Schipp'd
Now to piss off everyone I haven't already: I think the battle against Graeme Frost is incredibly ill-chosen, and also, as I've said, I can't really get particularly energized about the idea that some kid, somewhere, is sucking my tax dollars illegitimately. Assuming the worst case scenario is true, and his parents are irresponsible clods who could and should have gotten him health insurance: well, they didn't. That's not his fault. The decent thing to do is to take care of him anyway.
However, I am also not prepared to get all huffy and indignant because conservatives dared to question whether Graeme Frost needed S-Chip. Obviously, nut jobs harassing the Frosts, or calling employers, or performing all of the other nutty invasions of privacy that I have read about, are vile creatures who have gone far, far beyond the bounds of human decency, with less reason than is generally offered by the perpatrator of the latest road rage indignity. But a number of people seem to believe that the very act of questioning whether Graeme Frost really needed the state to pay for his health care is somehow tantamount to accusing him of mopery while simultaneously suggesting that he be chopped up into small pieces and served flambeed to a party of laughing Republicans along with their Bébé Irakien en Croute.

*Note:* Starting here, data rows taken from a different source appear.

//! Utility functions for reply text: Telegram-safe HTML, splitting and truncation.
//!
//! Patterns are declared with `lazy-regex`, so they are validated at compile time
//! and built on first use.

#![allow(clippy::non_std_lazy_statics)]

use lazy_regex::lazy_regex;
use unicode_segmentation::UnicodeSegmentation;

/// Escaped opening tag from the Telegram whitelist, optionally with attributes.
static RE_ESCAPED_OPEN_TAG: lazy_regex::Lazy<lazy_regex::Regex> =
    lazy_regex!(r"(?i)&lt;(b|i|code|pre|u|s|a)(\s[^&]*?)?&gt;");

/// Escaped closing tag from the Telegram whitelist.
static RE_ESCAPED_CLOSE_TAG: lazy_regex::Lazy<lazy_regex::Regex> =
    lazy_regex!(r"(?i)&lt;/(b|i|code|pre|u|s|a)&gt;");

/// Escapes all HTML in `text` and then restores the tags Telegram understands
/// (`b`, `i`, `code`, `pre`, `u`, `s`, `a`).
///
/// # Examples
///
/// ```
/// use opensloth_core::utils::sanitize_html;
/// let input = "Total <b>3 < 5</b> & <script>x</script>";
/// assert_eq!(
///     sanitize_html(input),
///     "Total <b>3 &lt; 5</b> &amp; &lt;script&gt;x&lt;/script&gt;"
/// );
/// ```
#[must_use]
pub fn sanitize_html(text: &str) -> String {
    let escaped = html_escape::encode_text(text);
    let opened = RE_ESCAPED_OPEN_TAG.replace_all(&escaped, "<${1}${2}>");
    RE_ESCAPED_CLOSE_TAG
        .replace_all(&opened, "</${1}>")
        .into_owned()
}

/// Splits a long message into parts no longer than `max_length` bytes.
///
/// Lines are kept whole where possible. An unterminated `<pre>` block is closed
/// at the end of a part and reopened at the start of the next one, so each part
/// stays valid Telegram HTML.
///
/// # Examples
///
/// ```
/// use opensloth_core::utils::split_long_message;
/// let long_msg = "A very long message...\n".repeat(300);
/// let parts = split_long_message(&long_msg, 4000);
/// assert!(parts.len() > 1);
/// ```
#[must_use]
pub fn split_long_message(message: &str, max_length: usize) -> Vec<String> {
    const PRE_OPEN: &str = "<pre>";
    const PRE_CLOSE: &str = "</pre>";

    if message.is_empty() {
        return Vec::new();
    }

    if message.len() <= max_length {
        return vec![message.to_string()];
    }

    let mut parts = Vec::new();
    let mut current = String::new();
    let mut in_pre = false;

    let flush = |current: &mut String, parts: &mut Vec<String>, in_pre: bool| {
        if current.is_empty() {
            return;
        }
        if in_pre {
            current.push_str(PRE_CLOSE);
        }
        parts.push(current.trim_end().to_string());
        current.clear();
        if in_pre {
            current.push_str(PRE_OPEN);
        }
    };

    for line in message.lines() {
        if line.len() > max_length {
            flush(&mut current, &mut parts, in_pre);

            let mut chunk = String::new();
            for grapheme in line.graphemes(true) {
                if chunk.len() + grapheme.len() > max_length {
                    parts.push(chunk.trim_end().to_string());
                    chunk.clear();
                }
                chunk.push_str(grapheme);
            }
            if !chunk.is_empty() {
                current.push_str(&chunk);
                current.push('\n');
            }
            continue;
        }

        // +1 for newline, plus room for a closing tag when inside <pre>
        let reserve = if in_pre && !line.contains(PRE_CLOSE) {
            PRE_CLOSE.len()
        } else {
            0
        };
        if current.len() + line.len() + 1 + reserve > max_length {
            flush(&mut current, &mut parts, in_pre);
        }

        let opens = line.matches(PRE_OPEN).count();
        let closes = line.matches(PRE_CLOSE).count();
        if opens != closes {
            in_pre = opens > closes;
        }

        current.push_str(line);
        current.push('\n');
    }

    if !current.trim().is_empty() && current.trim() != PRE_OPEN {
        if in_pre {
            current.push_str(PRE_CLOSE);
        }
        parts.push(current.trim_end().to_string());
    }

    parts
}

/// Safely truncates a string to a maximum character length (not bytes).
///
/// # Examples
///
/// ```
/// use opensloth_core::utils::truncate_str;
/// let s = "Привет, мир!";
/// assert_eq!(truncate_str(s, 6), "Привет");
/// ```
pub fn truncate_str(s: impl AsRef<str>, max_chars: usize) -> String {
    let s = s.as_ref();
    if s.chars().count() <= max_chars {
        return s.to_string();
    }
    s.char_indices()
        .nth(max_chars)
        .map_or_else(|| s.to_string(), |(pos, _)| s[..pos].to_string())
}

#[cfg(test)]
mod tests {
    use super::*;

    #[test]
    fn test_truncate_str_unicode() {
        let s = "Привет, мир!";
        assert_eq!(truncate_str(s, 6), "Привет");
        assert_eq!(truncate_str(s, 50), "Привет, мир!");
    }

    #[test]
    fn test_sanitize_keeps_whitelisted_tags() {
        let input = "<b>Name</b>: <i>x</i> <code>id</code> <u>u</u> <s>s</s>";
        assert_eq!(sanitize_html(input), input);
    }

    #[test]
    fn test_sanitize_keeps_link_attributes() {
        let input = r#"<a href="https://docs.google.com/spreadsheets/d/abc">Sheet</a>"#;
        assert_eq!(sanitize_html(input), input);
    }

    #[test]
    fn test_sanitize_escapes_unknown_tags() {
        assert_eq!(
            sanitize_html("<br> and <div>block</div>"),
            "&lt;br&gt; and &lt;div&gt;block&lt;/div&gt;"
        );
    }

    #[test]
    fn test_sanitize_is_case_insensitive() {
        assert_eq!(sanitize_html("<B>loud</B>"), "<B>loud</B>");
    }

    #[test]
    fn test_sanitize_escapes_bare_comparisons() {
        assert_eq!(sanitize_html("a < b && c > d"), "a &lt; b &amp;&amp; c &gt; d");
    }

    #[test]
    fn test_split_long_message_simple() {
        let input = "Line 1\nLine 2\nLine 3";
        // "Line 1\n" is 7 bytes, two lines would need 14
        let parts = split_long_message(input, 13);
        assert_eq!(parts, vec!["Line 1", "Line 2", "Line 3"]);
    }

    #[test]
    fn test_split_reopens_pre_blocks() {
        let input = "Start\n<pre>\nrow 1\nrow 2\nrow 3\n</pre>\nEnd";
        let parts = split_long_message(input, 24);

        assert!(parts.len() > 1);
        assert!(parts[0].ends_with("</pre>"));
        assert!(parts[1].starts_with("<pre>"));
        for part in &parts {
            assert!(part.len() <= 24, "part too long: {part:?}");
        }
    }

    #[test]
    fn test_split_very_long_line() {
        let input = "a".repeat(10000);
        let parts = split_long_message(&input, 4000);

        assert!(parts.len() >= 3);
        for part in &parts {
            assert!(part.len() <= 4000);
        }
        let concatenated: String = parts.join("");
        assert_eq!(concatenated.len(), input.len());
    }

    #[test]
    fn test_split_unicode_graphemes() {
        let input = "🔥".repeat(5000);
        let parts = split_long_message(&input, 4000);

        assert!(parts.len() >= 3);
        for part in &parts {
            assert!(part.len() <= 4000);
            assert!(part.chars().all(|c| c == '🔥'));
        }
    }

    #[test]
    fn test_split_short_message_untouched() {
        assert_eq!(split_long_message("hi", 10), vec!["hi"]);
        assert!(split_long_message("", 10).is_empty());
    }
}
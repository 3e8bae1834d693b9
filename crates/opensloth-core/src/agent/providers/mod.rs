//! Tool providers for the agent
//!
//! - `SheetsToolProvider`: spreadsheet tools over a [`SheetsApi`](crate::sheets::SheetsApi)

mod sheets;

pub use sheets::{sheet_tools, SheetTarget, SheetsToolProvider};
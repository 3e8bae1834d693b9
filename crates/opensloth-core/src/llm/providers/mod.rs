mod anthropic;
mod gemini;
mod ollama;
mod openai;

pub use anthropic::AnthropicProvider;
pub use gemini::GeminiProvider;
pub use ollama::OllamaProvider;
pub use openai::OpenAiProvider;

The reason that Democrats put him up on the radio in the first place is that they thought Graeme Frost's need was a better argument for S-Chip than any boring old policy discussion. Well, if you make Graeme Frost's needs the measure of the program's success, then you can expect the program's opponents to question Graeme Frost's needs.
Democrats put him on the radio, of course, precisely because they expected him to be some sort of trump card whose need could not successfully be challenged. And in fact, I think they succeeded. But children should not be played like trump cards.